Iif suddenly, the auto hiring rate is hiked by auto owners, the driver has to decide whether he can continue driving with the hiked price or will he have to quit driving that auto. Mahasangh doesn’t interfere in such matters. Usually we agree because if we don’t get any other auto, we’ll have to sit at home without earning.
The Mahasangh decides the rate chart on our behalf. When there are hikes in prices of oil, we go on strike under the Mahasangh that demands a re-structuring of prices for driving from one place to another in Bhubaneswar. If the strike is strong enough, the prices are hiked or else it is kept as it was. It depends on how the leaders of the Mahasangh deal with the matter and their relation with bigger leaders of Political parties. 
My interruption: You never ask for reduction in oil prices?
How can we ask for that? Once the price of something has gone up, it is useless to ask for reduction in price. It is not in our hands.
In Gandamunda, I have build a two room thatched house on Government land. See, we can’t afford private land. There are 60-70 similar houses in our region.
We do not belong to any political party but are afraid to take our autos out on the days when any party BJP, BJD or Congress calls for strike. There are hooliganisms on the road and we fear that our autos might get damaged in those.  So, we sit in our stands but do not take passengers. Except concerning autos, we never indulge in any daliya (organisational) calls for strike. Some of us might individually go for his political interests but we don’t go.
*Later he said it was a private bus. Helpers are low paid in private buses.    

Saturday, April 30, 2011

Interaction III: A household worker speaks of the trajectory of her life


The following is an interaction that I had with a household worker in a residential area in Bhubaneshwar. I asked her to come to my place so that she could share whatever she thought was relevant for her and about her life. I asked her to sit on the sofa beside my chair where I was typing on the computer. She continuously hesitated and said ‘babu, mu tale basibi’(sir, I’ll sit down on the floor.) When I asked her why was she reluctant, she gave a smile that to me appeared that me asking her to sit beside me was sort of absurd. Ultimately, she sat down on the floor and narrated the following. I asked her to pause in between her flow of sentences so that I could translate what she was saying (in Oriya) into English. She ended the conversation/interaction by saying that she had work and was getting late.

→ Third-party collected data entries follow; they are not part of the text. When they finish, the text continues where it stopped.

//! Chain integration tests.
//!
//! Tests that verify chained stages run in order, receive the outputs of
//! their prerequisites and are cancelled when a prerequisite does not succeed.

use deferq::testing::{EchoWorker, FailingWorker, GatedWorker, ScriptedWorker, TestHarness};
use deferq::{
    Chain, Data, FailureCause, InputMerger, JobRequest, JobState, StopReason, Value, WorkResult,
};
use std::sync::Arc;

use crate::common::request;

fn producing(data: Data) -> Arc<ScriptedWorker> {
    Arc::new(ScriptedWorker::new([WorkResult::Success(data)]))
}

#[tokio::test]
async fn test_chain_passes_outputs_downstream() {
    let h = TestHarness::new()
        .with_shared_worker("fetch", producing(Data::new().with("rows", 12)))
        .with_worker("report", EchoWorker)
        .start();

    let report = JobRequest::builder("report")
        .input(Data::new().with("format", "csv"))
        .build()
        .unwrap();
    let ids = h
        .store
        .submit_chain(Chain::begin_with([request("fetch")]).then([report]))
        .await
        .unwrap();
    assert_eq!(ids.len(), 2);

    let first = h.wait_for_state(&ids[0], JobState::Succeeded).await;
    let second = h.wait_for_state(&ids[1], JobState::Succeeded).await;

    assert!(second.last_started_at >= first.finished_at);
    assert_eq!(second.output.get_int("rows"), Some(12));
    assert_eq!(second.output.get_str("format"), Some("csv"));

    h.shutdown().await.unwrap();
}

#[tokio::test]
async fn test_array_creating_merger_collects_parallel_outputs() {
    let h = TestHarness::new()
        .with_shared_worker("left", producing(Data::new().with("n", 1)))
        .with_shared_worker("right", producing(Data::new().with("n", 2)))
        .with_worker("join", EchoWorker)
        .start();

    let join = JobRequest::builder("join")
        .input_merger(InputMerger::ArrayCreating)
        .build()
        .unwrap();
    let ids = h
        .store
        .submit_chain(Chain::begin_with([request("left"), request("right")]).then([join]))
        .await
        .unwrap();

    let record = h.wait_for_state(&ids[2], JobState::Succeeded).await;
    let expected = Value::array([Value::Int(1), Value::Int(2)]).unwrap();
    assert_eq!(record.output.get("n"), Some(&expected));

    h.shutdown().await.unwrap();
}

#[tokio::test]
async fn test_failure_cancels_the_rest_of_the_chain() {
    let h = TestHarness::new()
        .with_worker("fetch", FailingWorker::always())
        .with_worker("report", EchoWorker)
        .start();

    let ids = h
        .store
        .submit_chain(
            Chain::begin_with([request("fetch")])
                .then([request("report")])
                .then([request("report")]),
        )
        .await
        .unwrap();

    h.wait_for_state(&ids[0], JobState::Failed).await;
    for id in &ids[1..] {
        let record = h.wait_for_state(id, JobState::Cancelled).await;
        assert_eq!(record.stop_reason, StopReason::NotStopped);
        assert_eq!(record.run_attempt_count, 0);
    }

    h.shutdown().await.unwrap();
}

#[tokio::test]
async fn test_mismatched_kinds_fail_with_merge_conflict() {
    let h = TestHarness::new()
        .with_shared_worker("fetch", producing(Data::new().with("n", 1)))
        .with_worker("report", EchoWorker)
        .start();

    let report = JobRequest::builder("report")
        .input(Data::new().with("n", "one"))
        .build()
        .unwrap();
    let ids = h
        .store
        .submit_chain(Chain::begin_with([request("fetch")]).then([report]))
        .await
        .unwrap();

    let record = h.wait_for_state(&ids[1], JobState::Failed).await;
    assert!(matches!(record.failure, Some(FailureCause::MergeConflict(_))));

    h.shutdown().await.unwrap();
}

#[tokio::test]
async fn test_cancelling_a_running_stage_cancels_dependents() {
    let gate = Arc::new(GatedWorker::new(WorkResult::success()));
    let h = TestHarness::new()
        .with_shared_worker("fetch", gate.clone())
        .with_worker("report", EchoWorker)
        .start();

    let ids = h
        .store
        .submit_chain(Chain::begin_with([request("fetch")]).then([request("report")]))
        .await
        .unwrap();
    h.wait_for_state(&ids[0], JobState::Running).await;

    assert_eq!(h.store.cancel(&ids[0]).await.unwrap(), 2);

    h.wait_for_state(&ids[0], JobState::Cancelled).await;
    h.wait_for_state(&ids[1], JobState::Cancelled).await;

    h.shutdown().await.unwrap();
}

I have come from Banki, Cuttack District and it has been ten years since I am in Bhubaneshwar. I had to leave my place because my husband harassed me. He works as an agriculture labourer and we have a house there but I haven’t met him ever since. I meet my ‘jaas’(wives of husbands brothers) though. Initially, when I came to Bhubaneshwar,  I was an attendant in a girls’ hostel for a couple of years. My work, there, included bringing stuff for girls, and attending them if they are ill. In the first year I was paid Rs.1200 and then Rs.1400 for the next year. One girl was ill and I just went out for some time when the supervisor was complained and I was forced to leave the job. Then for two years I worked as a cook in one house. They paid me Rs.1200. Since then I have been working in several households, moving from one to other house if I lose my job. Now I get Rs.2000 per month. I work in five households, two shifts each. My work includes cleaning dishes, washing clothes and other household work.
 Here, in Bhubaneshwar, I stay in Tarini Basti(slum) with about ninety other families in thatched roof or asbestos houses. I stay in a two room asbestos house with two other families. I pay Rs. 600 (will have to pay Rs.700 from next month) to the owner of the house who works as a cook in other households. The house is built on Government land. There are problems in my life but everyone has problems. Who has time to think about them ? And also, it is fruitless.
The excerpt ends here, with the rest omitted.